From the line containing "the same direction." down to the last line of the material, return those lines verbatim and only those.

(DATA PROVIDED Opens)

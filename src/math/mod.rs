pub mod stats;

/// 2D point type.
pub type Point2 = nalgebra::Point2<f64>;

/// 3D point type.
pub type Point3 = nalgebra::Point3<f64>;

/// 3D vector type.
pub type Vector3 = nalgebra::Vector3<f64>;

/// Global tolerance for floating-point comparisons.
///
/// Most geometric input comes from single-precision DICOM strings, so the
/// threshold is ten times the `f32` machine epsilon.
pub const TOLERANCE: f64 = 10.0 * f32::EPSILON as f64;

/// Returns `true` if `|x - y| < threshold`.
#[inline]
#[must_use]
pub fn is_near(x: f64, y: f64, threshold: f64) -> bool {
    (x - y).abs() < threshold
}

/// Returns `true` if `x` is within [`TOLERANCE`] of zero.
#[inline]
#[must_use]
pub fn is_close_to_zero(x: f64) -> bool {
    is_near(x, 0.0, TOLERANCE)
}

/// Relative direction of two parallel vectors.
#[derive(Debug, Clone, Copy, PartialEq, Eq)]
pub enum Alignment {
    /// Both vectors point the same way.
    Parallel,
    /// The vectors point in opposite directions.
    Opposite,
}

/// Tests whether `u` and `v` are parallel or opposite.
///
/// Compares the cosine of the angle between the vectors against `±1` with
/// [`TOLERANCE`]. Returns `None` if the vectors are not aligned, or if either
/// of them is (close to) the zero vector.
#[must_use]
pub fn are_parallel_or_opposite(u: &Vector3, v: &Vector3) -> Option<Alignment> {
    let norm_u = u.norm();
    let norm_v = v.norm();

    if is_close_to_zero(norm_u) || is_close_to_zero(norm_v) {
        return None;
    }

    let cos_angle = u.dot(v) / (norm_u * norm_v);

    if is_close_to_zero(cos_angle - 1.0) {
        Some(Alignment::Parallel)
    } else if is_close_to_zero(cos_angle.abs() - 1.0) {
        Some(Alignment::Opposite)
    } else {
        None
    }
}

/// Tests whether `u` and `v` point in the same direction.
#[must_use]
pub fn is_parallel(u: &Vector3, v: &Vector3) -> bool {
    are_parallel_or_opposite(u, v) == Some(Alignment::Parallel)
}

(DATA PROVIDED Closes)

→ OUTPUT BELOW:
/// Tests whether `u` and `v` point in the same direction.
#[must_use]
pub fn is_parallel(u: &Vector3, v: &Vector3) -> bool {
    are_parallel_or_opposite(u, v) == Some(Alignment::Parallel)
}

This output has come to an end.